SOURCE INFORMATION below:

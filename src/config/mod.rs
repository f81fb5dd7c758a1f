mod file_config;

pub use file_config::{
    CatalogFileConfig, FileConfig, OpenAiFileConfig, ScheduleConfig, SlackFileConfig,
};

use crate::background_jobs::DailyFireTime;
use crate::integrations::{GoogleBooksConfig, OpenAiConfig, SlackConfig, DEFAULT_SLACK_API_URL};
use crate::progression::DEFAULT_PAGES_SPLIT;
use crate::server::RequestsLoggingLevel;
use anyhow::{bail, Context, Result};
use clap::ValueEnum;
use std::path::PathBuf;
use std::time::Duration;
use tracing::warn;

pub const DEFAULT_PORT: u16 = 3000;
pub const DEFAULT_DRAIN_INTERVAL_SECS: u64 = 60;

/// CLI arguments that can be used for config resolution.
/// This struct mirrors the CLI arguments that can be overridden by TOML config.
#[derive(Debug, Clone)]
pub struct CliConfig {
    pub db_dir: Option<PathBuf>,
    pub port: u16,
    pub logging_level: RequestsLoggingLevel,
    pub fire_time: Option<String>,
    pub pages_split: u32,
    pub drain_interval_secs: u64,
    pub slack_signing_secret: Option<String>,
    pub slack_bot_token: Option<String>,
    pub openai_api_key: Option<String>,
}

impl Default for CliConfig {
    fn default() -> Self {
        Self {
            db_dir: None,
            port: DEFAULT_PORT,
            logging_level: RequestsLoggingLevel::default(),
            fire_time: None,
            pages_split: DEFAULT_PAGES_SPLIT,
            drain_interval_secs: DEFAULT_DRAIN_INTERVAL_SECS,
            slack_signing_secret: None,
            slack_bot_token: None,
            openai_api_key: None,
        }
    }
}

#[derive(Debug, Clone)]
pub struct AppConfig {
    pub db_dir: PathBuf,
    pub port: u16,
    pub logging_level: RequestsLoggingLevel,

    pub fire_time: DailyFireTime,
    pub pages_split: u32,
    pub drain_interval: Duration,

    pub slack_signing_secret: String,
    pub slack: SlackConfig,
    pub openai: OpenAiConfig,
    pub catalog: GoogleBooksConfig,
}

impl AppConfig {
    /// Resolve configuration from CLI arguments and optional TOML file config.
    /// TOML values override CLI values where present.
    pub fn resolve(cli: &CliConfig, file_config: Option<FileConfig>) -> Result<Self> {
        let file = file_config.unwrap_or_default();

        let db_dir = file
            .db_dir
            .map(PathBuf::from)
            .or_else(|| cli.db_dir.clone())
            .ok_or_else(|| {
                anyhow::anyhow!("db_dir must be specified via --db-dir or in config file")
            })?;

        if !db_dir.exists() {
            bail!("Database directory does not exist: {:?}", db_dir);
        }
        if !db_dir.is_dir() {
            bail!("db_dir is not a directory: {:?}", db_dir);
        }

        let port = file.port.unwrap_or(cli.port);
        let logging_level = file
            .logging_level
            .and_then(|s| parse_logging_level(&s))
            .unwrap_or_else(|| cli.logging_level.clone());

        // [schedule]
        let schedule = file.schedule.unwrap_or_default();
        let fire_time = match schedule.fire_time.or_else(|| cli.fire_time.clone()) {
            Some(raw) => DailyFireTime::parse(&raw)
                .with_context(|| format!("Invalid fire time {:?}", raw))?,
            None => DailyFireTime::default(),
        };
        let pages_split = schedule.pages_split.unwrap_or(cli.pages_split);
        if pages_split == 0 {
            bail!("pages_split must be at least 1");
        }
        let drain_interval_secs = schedule
            .drain_interval_secs
            .unwrap_or(cli.drain_interval_secs);
        if drain_interval_secs == 0 {
            bail!("drain_interval_secs must be at least 1");
        }

        // [slack]
        let slack_file = file.slack.unwrap_or_default();
        let slack_signing_secret = slack_file
            .signing_secret
            .or_else(|| cli.slack_signing_secret.clone())
            .unwrap_or_default();
        if slack_signing_secret.trim().is_empty() {
            bail!("A Slack signing secret must be specified via SLACK_SIGNING_SECRET or [slack]");
        }
        let bot_token = slack_file
            .bot_token
            .or_else(|| cli.slack_bot_token.clone())
            .unwrap_or_default();
        if bot_token.is_empty() {
            warn!("No Slack bot token configured, deliveries and channel creation will fail");
        }
        let slack = SlackConfig {
            api_url: slack_file
                .api_url
                .unwrap_or_else(|| DEFAULT_SLACK_API_URL.to_string()),
            bot_token,
            timeout: Duration::from_secs(slack_file.timeout_secs.unwrap_or(30)),
        };

        // [openai]
        let openai_file = file.openai.unwrap_or_default();
        let openai_defaults = OpenAiConfig::default();
        let openai = OpenAiConfig {
            base_url: openai_file.base_url.unwrap_or(openai_defaults.base_url),
            model: openai_file.model.unwrap_or(openai_defaults.model),
            api_key: openai_file
                .api_key
                .or_else(|| cli.openai_api_key.clone()),
            timeout: openai_file
                .timeout_secs
                .map(Duration::from_secs)
                .unwrap_or(openai_defaults.timeout),
        };

        // [catalog]
        let catalog_file = file.catalog.unwrap_or_default();
        let catalog_defaults = GoogleBooksConfig::default();
        let catalog = GoogleBooksConfig {
            api_url: catalog_file.api_url.unwrap_or(catalog_defaults.api_url),
            api_key: catalog_file.api_key,
            timeout: catalog_file
                .timeout_secs
                .map(Duration::from_secs)
                .unwrap_or(catalog_defaults.timeout),
        };

        Ok(Self {
            db_dir,
            port,
            logging_level,
            fire_time,
            pages_split,
            drain_interval: Duration::from_secs(drain_interval_secs),
            slack_signing_secret,
            slack,
            openai,
            catalog,
        })
    }

    pub fn subjects_db_path(&self) -> PathBuf {
        self.db_dir.join("subjects.db")
    }

    pub fn jobs_db_path(&self) -> PathBuf {
        self.db_dir.join("jobs.db")
    }
}

/// Parses a logging level string into RequestsLoggingLevel.
/// Uses clap's ValueEnum trait for parsing.
fn parse_logging_level(s: &str) -> Option<RequestsLoggingLevel> {
    RequestsLoggingLevel::from_str(s, true).ok()
}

End of SOURCE INFORMATION.

## TASK DIRECTIONS
Write out every entry once more, precisely as it stands.

## RESULT
filename src/config/mod.rs
repository f81fb5dd7c758a1f
mod file_config;

pub use file_config::{
    CatalogFileConfig, FileConfig, OpenAiFileConfig, ScheduleConfig, SlackFileConfig,
};

use crate::background_jobs::DailyFireTime;
use crate::integrations::{GoogleBooksConfig, OpenAiConfig, SlackConfig, DEFAULT_SLACK_API_URL};
use crate::progression::DEFAULT_PAGES_SPLIT;
use crate::server::RequestsLoggingLevel;
use anyhow::{bail, Context, Result};
use clap::ValueEnum;
use std::path::PathBuf;
use std::time::Duration;
use tracing::warn;

pub const DEFAULT_PORT: u16 = 3000;
pub const DEFAULT_DRAIN_INTERVAL_SECS: u64 = 60;

/// CLI arguments that can be used for config resolution.
/// This struct mirrors the CLI arguments that can be overridden by TOML config.
#[derive(Debug, Clone)]
pub struct CliConfig {
    pub db_dir: Option<PathBuf>,
    pub port: u16,
    pub logging_level: RequestsLoggingLevel,
    pub fire_time: Option<String>,
    pub pages_split: u32,
    pub drain_interval_secs: u64,
    pub slack_signing_secret: Option<String>,
    pub slack_bot_token: Option<String>,
    pub openai_api_key: Option<String>,
}

impl Default for CliConfig {
    fn default() -> Self {
        Self {
            db_dir: None,
            port: DEFAULT_PORT,
            logging_level: RequestsLoggingLevel::default(),
            fire_time: None,
            pages_split: DEFAULT_PAGES_SPLIT,
            drain_interval_secs: DEFAULT_DRAIN_INTERVAL_SECS,
            slack_signing_secret: None,
            slack_bot_token: None,
            openai_api_key: None,
        }
    }
}

#[derive(Debug, Clone)]
pub struct AppConfig {
    pub db_dir: PathBuf,
    pub port: u16,
    pub logging_level: RequestsLoggingLevel,

    pub fire_time: DailyFireTime,
    pub pages_split: u32,
    pub drain_interval: Duration,

    pub slack_signing_secret: String,
    pub slack: SlackConfig,
    pub openai: OpenAiConfig,
    pub catalog: GoogleBooksConfig,
}

impl AppConfig {
    /// Resolve configuration from CLI arguments and optional TOML file config.
    /// TOML values override CLI values where present.
    pub fn resolve(cli: &CliConfig, file_config: Option<FileConfig>) -> Result<Self> {
        let file = file_config.unwrap_or_default();

        let db_dir = file
            .db_dir
            .map(PathBuf::from)
            .or_else(|| cli.db_dir.clone())
            .ok_or_else(|| {
                anyhow::anyhow!("db_dir must be specified via --db-dir or in config file")
            })?;

        if !db_dir.exists() {
            bail!("Database directory does not exist: {:?}", db_dir);
        }
        if !db_dir.is_dir() {
            bail!("db_dir is not a directory: {:?}", db_dir);
        }

        let port = file.port.unwrap_or(cli.port);
        let logging_level = file
            .logging_level
            .and_then(|s| parse_logging_level(&s))
            .unwrap_or_else(|| cli.logging_level.clone());

        // [schedule]
        let schedule = file.schedule.unwrap_or_default();
        let fire_time = match schedule.fire_time.or_else(|| cli.fire_time.clone()) {
            Some(raw) => DailyFireTime::parse(&raw)
                .with_context(|| format!("Invalid fire time {:?}", raw))?,
            None => DailyFireTime::default(),
        };
        let pages_split = schedule.pages_split.unwrap_or(cli.pages_split);
        if pages_split == 0 {
            bail!("pages_split must be at least 1");
        }
        let drain_interval_secs = schedule
            .drain_interval_secs
            .unwrap_or(cli.drain_interval_secs);
        if drain_interval_secs == 0 {
            bail!("drain_interval_secs must be at least 1");
        }

        // [slack]
        let slack_file = file.slack.unwrap_or_default();
        let slack_signing_secret = slack_file
            .signing_secret
            .or_else(|| cli.slack_signing_secret.clone())
            .unwrap_or_default();
        if slack_signing_secret.trim().is_empty() {
            bail!("A Slack signing secret must be specified via SLACK_SIGNING_SECRET or [slack]");
        }
        let bot_token = slack_file
            .bot_token
            .or_else(|| cli.slack_bot_token.clone())
            .unwrap_or_default();
        if bot_token.is_empty() {
            warn!("No Slack bot token configured, deliveries and channel creation will fail");
        }
        let slack = SlackConfig {
            api_url: slack_file
                .api_url
                .unwrap_or_else(|| DEFAULT_SLACK_API_URL.to_string()),
            bot_token,
            timeout: Duration::from_secs(slack_file.timeout_secs.unwrap_or(30)),
        };

        // [openai]
        let openai_file = file.openai.unwrap_or_default();
        let openai_defaults = OpenAiConfig::default();
        let openai = OpenAiConfig {
            base_url: openai_file.base_url.unwrap_or(openai_defaults.base_url),
            model: openai_file.model.unwrap_or(openai_defaults.model),
            api_key: openai_file
                .api_key
                .or_else(|| cli.openai_api_key.clone()),
            timeout: openai_file
                .timeout_secs
                .map(Duration::from_secs)
                .unwrap_or(openai_defaults.timeout),
        };

        // [catalog]
        let catalog_file = file.catalog.unwrap_or_default();
        let catalog_defaults = GoogleBooksConfig::default();
        let catalog = GoogleBooksConfig {
            api_url: catalog_file.api_url.unwrap_or(catalog_defaults.api_url),
            api_key: catalog_file.api_key,
            timeout: catalog_file
                .timeout_secs
                .map(Duration::from_secs)
                .unwrap_or(catalog_defaults.timeout),
        };

        Ok(Self {
            db_dir,
            port,
            logging_level,
            fire_time,
            pages_split,
            drain_interval: Duration::from_secs(drain_interval_secs),
            slack_signing_secret,
            slack,
            openai,
            catalog,
        })
    }

    pub fn subjects_db_path(&self) -> PathBuf {
        self.db_dir.join("subjects.db")
    }

    pub fn jobs_db_path(&self) -> PathBuf {
        self.db_dir.join("jobs.db")
    }
}

/// Parses a logging level string into RequestsLoggingLevel.
/// Uses clap's ValueEnum trait for parsing.
fn parse_logging_level(s: &str) -> Option<RequestsLoggingLevel> {
    RequestsLoggingLevel::from_str(s, true).ok()
}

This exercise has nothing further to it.